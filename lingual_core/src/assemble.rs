use rand::Rng;
use rand::seq::SliceRandom;
use serde::Deserialize;
use serde::Serialize;
use serde_json::Value;

use crate::QuestionBank;
use crate::QuizBankLoader;

/// Title given to an assembled quiz unless one is set.
pub const DEFAULT_QUIZ_TITLE: &str = "Quiz";

/// A question copied out of a lesson's bank, tagged with where it came from.
#[derive(Debug, Clone, PartialEq, Serialize, Deserialize)]
pub struct QuizQuestion {
	/// Slug of the lesson whose bank held the question.
	pub source_lesson: String,
	/// Group id within that bank.
	pub source_group: String,
	/// The question record as stored in the bank.
	#[serde(flatten)]
	pub record: serde_json::Map<String, Value>,
}

/// A randomised selection of questions drawn from one or more banks.
#[derive(Debug, Clone, PartialEq, Serialize, Deserialize)]
pub struct AssembledQuiz {
	pub title: String,
	pub bank: Vec<QuizQuestion>,
}

impl AssembledQuiz {
	pub fn new(bank: Vec<QuizQuestion>) -> Self {
		Self {
			title: DEFAULT_QUIZ_TITLE.to_string(),
			bank,
		}
	}

	#[must_use]
	pub fn with_title(mut self, title: impl Into<String>) -> Self {
		self.title = title.into();
		self
	}

	pub fn len(&self) -> usize {
		self.bank.len()
	}

	pub fn is_empty(&self) -> bool {
		self.bank.is_empty()
	}
}

/// Merges the banks of several lessons into one quiz.
#[derive(Clone)]
pub struct QuizAssembler {
	banks: QuizBankLoader,
}

impl QuizAssembler {
	pub fn new(banks: QuizBankLoader) -> Self {
		Self { banks }
	}

	/// Build a quiz of at most `max_questions` questions drawn uniformly at
	/// random from the banks of `slugs`.
	///
	/// Lessons without a bank, or whose bank fails to load, are skipped. When
	/// fewer questions are available than requested, all of them are used.
	pub fn build_quiz<S: AsRef<str>>(&self, slugs: &[S], max_questions: usize) -> AssembledQuiz {
		self.build_quiz_with_rng(slugs, max_questions, &mut rand::thread_rng())
	}

	/// [`Self::build_quiz`] with a caller supplied random source.
	pub fn build_quiz_with_rng<S, R>(
		&self,
		slugs: &[S],
		max_questions: usize,
		rng: &mut R,
	) -> AssembledQuiz
	where
		S: AsRef<str>,
		R: Rng + ?Sized,
	{
		let mut pool = Vec::new();

		for slug in slugs {
			let slug = slug.as_ref();
			match self.banks.load_quiz_data(slug) {
				Ok(Some(bank)) => collect_questions(slug, &bank, &mut pool),
				Ok(None) => tracing::debug!(slug, "lesson has no quiz bank"),
				Err(error) => {
					tracing::warn!(slug, operation = "build_quiz", %error, "skipping quiz bank");
				}
			}
		}

		pool.shuffle(rng);
		pool.truncate(max_questions);
		tracing::debug!(
			lessons = slugs.len(),
			questions = pool.len(),
			max_questions,
			"assembled quiz"
		);

		AssembledQuiz::new(pool)
	}
}

/// Copy every question of `bank` into `pool`, tagging it with its source.
fn collect_questions(slug: &str, bank: &QuestionBank, pool: &mut Vec<QuizQuestion>) {
	for (group, questions) in bank.groups() {
		for question in questions {
			let Value::Object(record) = question else {
				tracing::debug!(slug, group, "skipping question that is not an object");
				continue;
			};

			pool.push(QuizQuestion {
				source_lesson: slug.to_string(),
				source_group: group.to_string(),
				record: record.clone(),
			});
		}
	}
}
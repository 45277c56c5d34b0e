use std::sync::Arc;
use std::sync::LazyLock;

use regex::Regex;
use serde::Serialize;
use serde_json::Value;

use crate::ContentSource;
use crate::DEFAULT_TITLE;
use crate::LingualError;
use crate::LingualResult;
use crate::Pipeline;
use crate::Slug;
use crate::SourceDocument;
use crate::split_front_matter;

/// Block callout types whose content is included in a lesson's digest.
pub const DIGEST_BLOCK_TYPES: [&str; 4] = ["blockquote", "warning", "note", "tip"];

static DIGEST_BLOCK_RE: LazyLock<Regex> = LazyLock::new(|| {
	let types = DIGEST_BLOCK_TYPES.join("|");
	Regex::new(&format!(r"(?s):::(?:{types})\s+(.*?):::")).expect("digest block pattern is valid")
});
static NOTE_MARKER_RE: LazyLock<Regex> =
	LazyLock::new(|| Regex::new(r"/[itwb]\s+").expect("note marker pattern is valid"));
static STYLE_RE: LazyLock<Regex> = LazyLock::new(|| {
	Regex::new(r"::(?:[a-zA-Z]+|#[0-9a-fA-F]{3,6})\{([^}]*)\}").expect("style pattern is valid")
});
static LINK_TEXT_RE: LazyLock<Regex> =
	LazyLock::new(|| Regex::new(r"\[([^\]]+)\]\([^)]*\)").expect("link text pattern is valid"));
static BRACKET_RE: LazyLock<Regex> =
	LazyLock::new(|| Regex::new(r"\[([^\]]+)\]").expect("bracket pattern is valid"));
static MARKDOWN_MARK_RE: LazyLock<Regex> =
	LazyLock::new(|| Regex::new(r"[*_`#\\]|\|\|").expect("markdown mark pattern is valid"));
static WHITESPACE_RE: LazyLock<Regex> =
	LazyLock::new(|| Regex::new(r"\s+").expect("whitespace pattern is valid"));

/// Directory entry for one lesson: metadata plus a plain text digest.
#[derive(Debug, Clone, PartialEq, Eq, Serialize)]
pub struct LessonIndexEntry {
	pub slug: Slug,
	pub title: String,
	pub summary: String,
	/// Whitespace normalised plain text of the lesson's block callouts.
	pub digest: String,
}

/// A named group of lessons, in the order listed by the category map.
#[derive(Debug, Clone, PartialEq, Eq, Serialize)]
pub struct LessonCategory {
	pub category: String,
	pub lessons: Vec<LessonIndexEntry>,
}

/// Builds the lesson directory from the category map without rendering any
/// lesson to HTML.
#[derive(Clone)]
pub struct LessonIndexBuilder {
	pipeline: Arc<Pipeline>,
	source: Arc<dyn ContentSource>,
}

impl LessonIndexBuilder {
	pub fn new(pipeline: Arc<Pipeline>, source: Arc<dyn ContentSource>) -> Self {
		Self { pipeline, source }
	}

	/// Index every lesson listed in the category map.
	///
	/// A lesson that is missing, has no metadata or fails to parse is logged
	/// and left out; it never fails the whole index. Only an unreadable or
	/// malformed category map is an error. A missing map yields an empty
	/// index.
	pub fn get_lessons(&self) -> LingualResult<Vec<LessonCategory>> {
		let Some(map) = self.source.read_category_map()? else {
			tracing::debug!("no category map, lesson index is empty");
			return Ok(Vec::new());
		};

		let categories = parse_category_map(&map)?;
		let mut index = Vec::with_capacity(categories.len());

		for (category, slugs) in categories {
			let mut lessons = Vec::with_capacity(slugs.len());
			for slug in &slugs {
				match self.index_entry(&category, slug) {
					Ok(Some(entry)) => lessons.push(entry),
					Ok(None) => {}
					Err(error) => {
						tracing::warn!(
							slug = %slug,
							category = %category,
							operation = "get_lessons",
							%error,
							"failed to index lesson"
						);
					}
				}
			}
			index.push(LessonCategory { category, lessons });
		}

		Ok(index)
	}

	fn index_entry(&self, category: &str, raw_slug: &str) -> LingualResult<Option<LessonIndexEntry>> {
		let slug = Slug::new(raw_slug)?;
		let Some(text) = self.source.read_lesson(&slug)? else {
			tracing::warn!(%slug, category, "lesson listed in category map was not found");
			return Ok(None);
		};

		if split_front_matter(&text).is_none() {
			tracing::warn!(%slug, category, "lesson is missing metadata");
			return Ok(None);
		}

		let document = SourceDocument::parse(slug, &text)?;
		if document.metadata.is_empty() {
			tracing::warn!(slug = %document.slug, category, "lesson is missing metadata");
			return Ok(None);
		}

		let title = document.field("title").unwrap_or_else(|| DEFAULT_TITLE.to_string());
		let summary = document.field("summary").unwrap_or_default();

		Ok(Some(LessonIndexEntry {
			title: self.pipeline.apply(&title),
			summary: self.pipeline.apply(&summary),
			digest: extract_digest(&document.body),
			slug: document.slug,
		}))
	}
}

/// Parse a `{ "category": ["slug", ...] }` document, keeping category order.
///
/// Categories whose value is not a list, and list entries that are not
/// strings, are skipped with a warning.
pub fn parse_category_map(text: &str) -> LingualResult<Vec<(String, Vec<String>)>> {
	let value: Value =
		serde_json::from_str(text).map_err(|e| LingualError::MalformedCategoryMap(e.to_string()))?;

	let Value::Object(map) = value else {
		return Err(LingualError::MalformedCategoryMap(
			"expected an object of category name to lesson slugs".to_string(),
		));
	};

	let mut categories = Vec::with_capacity(map.len());
	for (category, slugs) in map {
		let Value::Array(slugs) = slugs else {
			tracing::warn!(%category, "category map entry is not a list of slugs");
			continue;
		};

		let slugs = slugs
			.into_iter()
			.filter_map(|slug| {
				match slug {
					Value::String(slug) => Some(slug),
					other => {
						tracing::warn!(%category, entry = %other, "ignoring non-string slug");
						None
					}
				}
			})
			.collect();
		categories.push((category, slugs));
	}

	Ok(categories)
}

/// Plain text of every digest block callout in a raw lesson body.
///
/// Note markers, style wrappers, links and bracketed annotations are reduced
/// to their visible text and whitespace is collapsed.
pub fn extract_digest(body: &str) -> String {
	let mut digest = String::new();

	for caps in DIGEST_BLOCK_RE.captures_iter(body) {
		let cleaned = NOTE_MARKER_RE.replace_all(&caps[1], "");
		let cleaned = STYLE_RE.replace_all(&cleaned, "${1}");
		let cleaned = LINK_TEXT_RE.replace_all(&cleaned, "${1}");
		let cleaned = BRACKET_RE.replace_all(&cleaned, "${1}");
		let cleaned = MARKDOWN_MARK_RE.replace_all(&cleaned, "");

		digest.push(' ');
		digest.push_str(&cleaned);
	}

	WHITESPACE_RE.replace_all(&digest, " ").trim().to_string()
}
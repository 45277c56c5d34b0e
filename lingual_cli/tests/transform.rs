mod common;

use lingual_core::AnyEmptyResult;

#[test]
fn transform_file_resolves_routes() -> AnyEmptyResult {
	let tmp = tempfile::tempdir()?;
	common::write_project(tmp.path())?;
	let input = tmp.path().join("snippet.md");
	std::fs::write(&input, "Visit [Grammar](grammar:te-form) for /i details\\")?;

	let mut cmd = common::lingual_cmd();
	let _ = cmd
		.arg("transform")
		.arg(&input)
		.arg("--path")
		.arg(tmp.path())
		.assert()
		.success()
		.stdout(predicates::str::contains(
			r#"Visit <a href="/nihongo/grammar/te-form">Grammar</a> for"#,
		))
		.stdout(predicates::str::contains(
			r#"<div class="note info"><strong class="label">Info:</strong><p>details</p></div>"#,
		));

	Ok(())
}

#[test]
fn transform_reads_stdin() -> AnyEmptyResult {
	let tmp = tempfile::tempdir()?;
	common::write_project(tmp.path())?;

	let mut cmd = common::lingual_cmd();
	let _ = cmd
		.arg("transform")
		.arg("--path")
		.arg(tmp.path())
		.write_stdin("::bold{漢字[かんじ]}")
		.assert()
		.success()
		.stdout(predicates::str::diff(
			"<strong><ruby>漢字<rt>かんじ</rt></ruby></strong>",
		));

	Ok(())
}

#[test]
fn transform_unknown_route_falls_back() -> AnyEmptyResult {
	let tmp = tempfile::tempdir()?;

	let mut cmd = common::lingual_cmd();
	let _ = cmd
		.arg("transform")
		.arg("--path")
		.arg(tmp.path())
		.write_stdin("[Kanji](kanji:water)")
		.assert()
		.success()
		.stdout(predicates::str::contains(r##"<a href="#">Kanji</a>"##))
		.stderr(predicates::str::contains(
			"failed to build url for cross-reference",
		));

	Ok(())
}

#[test]
fn transform_unknown_extension_fails() -> AnyEmptyResult {
	let tmp = tempfile::tempdir()?;
	std::fs::write(tmp.path().join("lingual.toml"), "extensions = [\"emoji\"]\n")?;

	let mut cmd = common::lingual_cmd();
	let _ = cmd
		.arg("transform")
		.arg("--path")
		.arg(tmp.path())
		.write_stdin("text")
		.assert()
		.code(2)
		.stderr(predicates::str::contains("unknown extension"));

	Ok(())
}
● ● ● ● ●
● **Task description**:
State how many lines of the records hold the string "AssembledQuiz", and nothing else.

● **Task answer**:
5